2009 Summer Internship in Field Ecology - Project Description

Documenting Five Years of Change to a Forest Preserve in Southwestern CT

The use of permanent vegetation plots to understand long-term changes to forests wrought by disturbances such as climate change, mammalian herbivory, and the spread of non-native plants and forest pathogens, is one of the simplest, most powerful, and yet under-utilized tools for documenting environmental change. Long-term data on forest change is extremely valuable for conservation, management, and policy decisions at a local and regional scale.

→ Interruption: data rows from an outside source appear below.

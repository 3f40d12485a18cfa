//! Field table for authored member data: key, legacy alias, expected
//! primitive kind. The validator reads fields through it and the CLI renders
//! it as a JSON Schema.

use serde_json::{json, Map, Value};
use std::fmt;

#[derive(Clone, Copy, Debug, PartialEq, Eq, Hash)]
pub enum Field {
    NameLocal,
    NameAlt,
    Degree,
    Department,
    GraduationYear,
    Image,
}

/// Primitive kind a field must hold.
#[derive(Clone, Copy, Debug, PartialEq, Eq, Hash)]
pub enum FieldKind {
    String,
    Integer,
}

impl FieldKind {
    pub fn as_str(&self) -> &str {
        match self {
            FieldKind::String => "string",
            FieldKind::Integer => "integer",
        }
    }

    pub fn matches(&self, value: &Value) -> bool {
        match self {
            FieldKind::String => value.is_string(),
            FieldKind::Integer => value.is_i64() || value.is_u64(),
        }
    }
}

impl fmt::Display for FieldKind {
    fn fmt(&self, f: &mut fmt::Formatter<'_>) -> fmt::Result {
        f.write_str(self.as_str())
    }
}

#[derive(Debug, Clone, Copy)]
pub struct FieldSpec {
    pub field: Field,
    pub key: &'static str,
    pub alias: &'static str,
    pub kind: FieldKind,
    pub required: bool,
    pub description: &'static str,
}

pub const FIELDS: &[FieldSpec] = &[
    FieldSpec {
        field: Field::NameLocal,
        key: "nameLocal",
        alias: "zh",
        kind: FieldKind::String,
        required: false,
        description: "Name of a member in the primary script.",
    },
    FieldSpec {
        field: Field::NameAlt,
        key: "nameAlt",
        alias: "en",
        kind: FieldKind::String,
        required: false,
        description: "Name of a member in the secondary script.",
    },
    FieldSpec {
        field: Field::Degree,
        key: "degreeCode",
        alias: "deg",
        kind: FieldKind::Integer,
        required: true,
        description: "Degree of a member, as an index into the degree labels.",
    },
    FieldSpec {
        field: Field::Department,
        key: "departmentCode",
        alias: "dept",
        kind: FieldKind::Integer,
        required: true,
        description: "Department of a member, as an index into the department labels.",
    },
    FieldSpec {
        field: Field::GraduationYear,
        key: "graduationYear",
        alias: "year",
        kind: FieldKind::Integer,
        required: false,
        description: "Year of graduation.",
    },
    FieldSpec {
        field: Field::Image,
        key: "imageRef",
        alias: "image",
        kind: FieldKind::String,
        required: false,
        description: "Identifier of the member's photo.",
    },
];

impl Field {
    pub fn spec(&self) -> &'static FieldSpec {
        match self {
            Field::NameLocal => &FIELDS[0],
            Field::NameAlt => &FIELDS[1],
            Field::Degree => &FIELDS[2],
            Field::Department => &FIELDS[3],
            Field::GraduationYear => &FIELDS[4],
            Field::Image => &FIELDS[5],
        }
    }

    pub fn kind(&self) -> FieldKind {
        self.spec().kind
    }

    /// Short name used in error messages.
    pub fn as_str(&self) -> &str {
        match self {
            Field::NameLocal => "nameLocal",
            Field::NameAlt => "nameAlt",
            Field::Degree => "degree",
            Field::Department => "department",
            Field::GraduationYear => "year",
            Field::Image => "image",
        }
    }

    /// Value of this field in `record`, treating JSON `null` as absent.
    /// The long key wins over the legacy alias when both are set.
    pub fn get<'a>(&self, record: &'a Map<String, Value>) -> Option<&'a Value> {
        let spec = self.spec();
        record
            .get(spec.key)
            .or_else(|| record.get(spec.alias))
            .filter(|v| !v.is_null())
    }
}

impl fmt::Display for Field {
    fn fmt(&self, f: &mut fmt::Formatter<'_>) -> fmt::Result {
        f.write_str(self.as_str())
    }
}

/// JSON Schema (draft 2020-12) describing a list of member records.
///
/// Every field may be spelled with its key or its legacy alias, so each
/// property appears under both names and every "required" rule accepts
/// either spelling.
pub fn json_schema() -> Value {
    let mut properties = Map::new();
    for spec in FIELDS {
        properties.insert(
            spec.key.to_string(),
            json!({
                "description": spec.description,
                "type": spec.kind.as_str()
            }),
        );
        properties.insert(
            spec.alias.to_string(),
            json!({
                "description": format!("Alias of `{}`.", spec.key),
                "type": spec.kind.as_str()
            }),
        );
    }

    let either = |specs: &[&FieldSpec]| -> Value {
        let branches: Vec<Value> = specs
            .iter()
            .flat_map(|s| [s.key, s.alias])
            .map(|name| json!({ "required": [name] }))
            .collect();
        json!({ "anyOf": branches })
    };
    let mut rules: Vec<Value> = FIELDS
        .iter()
        .filter(|s| s.required)
        .map(|s| either(&[s]))
        .collect();
    rules.push(either(&[Field::NameLocal.spec(), Field::NameAlt.spec()]));

    json!({
        "$schema": "https://json-schema.org/draft/2020-12/schema",
        "description": "An array of members data.",
        "type": "array",
        "items": {
            "description": "Member data.",
            "type": "object",
            "properties": properties,
            "allOf": rules
        }
    })
}

#[cfg(test)]
mod tests {
    use super::*;

    #[test]
    fn test_spec_table_matches_fields() {
        for spec in FIELDS {
            assert_eq!(spec.field.spec().key, spec.key);
        }
    }

    #[test]
    fn test_get_prefers_key_and_skips_null() {
        let rec = json!({"deg": 1, "degreeCode": 0, "year": null});
        let obj = rec.as_object().unwrap();
        assert_eq!(Field::Degree.get(obj), Some(&json!(0)));
        assert_eq!(Field::GraduationYear.get(obj), None);
        assert_eq!(Field::Image.get(obj), None);
    }

    #[test]
    fn test_kind_matches() {
        assert!(FieldKind::Integer.matches(&json!(3)));
        assert!(!FieldKind::Integer.matches(&json!(3.5)));
        assert!(!FieldKind::Integer.matches(&json!("3")));
        assert!(FieldKind::String.matches(&json!("x")));
    }

    /// Structural check of one record against the generated item schema:
    /// property types plus the `allOf`/`anyOf` required rules.
    fn satisfies(item_schema: &Value, record: &Value) -> bool {
        let Some(obj) = record.as_object() else {
            return false;
        };
        let types_ok = obj.iter().all(|(name, value)| {
            match item_schema["properties"][name.as_str()]["type"].as_str() {
                Some("string") => FieldKind::String.matches(value),
                Some("integer") => FieldKind::Integer.matches(value),
                _ => true,
            }
        });
        let rules_ok = item_schema["allOf"].as_array().unwrap().iter().all(|rule| {
            rule["anyOf"].as_array().unwrap().iter().any(|branch| {
                branch["required"]
                    .as_array()
                    .unwrap()
                    .iter()
                    .all(|name| obj.contains_key(name.as_str().unwrap()))
            })
        });
        types_ok && rules_ok
    }

    #[test]
    fn test_json_schema_lists_keys_and_aliases() {
        let schema = json_schema();
        assert_eq!(schema["type"], "array");
        for spec in FIELDS {
            let props = &schema["items"]["properties"];
            assert_eq!(props[spec.key]["type"], spec.kind.as_str());
            assert_eq!(props[spec.alias]["type"], spec.kind.as_str());
        }
        assert_eq!(schema["items"]["allOf"].as_array().unwrap().len(), 3);
    }

    #[test]
    fn test_builtin_members_satisfy_json_schema() {
        let schema = json_schema();
        let members = crate::dataset::builtin::raw_members();
        for member in members.as_array().unwrap() {
            assert!(satisfies(&schema["items"], member), "{}", member);
        }
    }

    #[test]
    fn test_json_schema_rules() {
        let items = &json_schema()["items"];
        assert!(satisfies(items, &json!({"en": "Tim Niven", "deg": 0, "dept": 0})));
        assert!(satisfies(
            items,
            &json!({"nameLocal": "陳比恩", "degreeCode": 1, "departmentCode": 1})
        ));
        assert!(!satisfies(items, &json!({"deg": 0, "dept": 0})));
        assert!(!satisfies(items, &json!({"en": "X", "dept": 0})));
        assert!(!satisfies(items, &json!({"en": "X", "deg": "0", "dept": 0})));
    }
}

Highstead, a 150 acre woodland preserve in southwestern CT established and sampled a grid of permanent forest plots across its preserve in 2004 and will resample them in the summer of 2009. During this 5 year span, deer browsing has been intensive, the ash decline has been afflicting overstory white ash trees, and a suite of invasive plant species have continued to abound across a large area of the preserve. However, it is unclear how extensive and rapid the mortality of ash has been, how much more abundant or widespread invasive plants have become, or whether declines in biodiversity have occurred as a result of deer grazing. Two summer interns will gain extensive experience with plant identification and the sampling of herbaceous and woody vegetation in a wide range of forest types and have the opportunity to examine changes that have taken place over the 5 year span.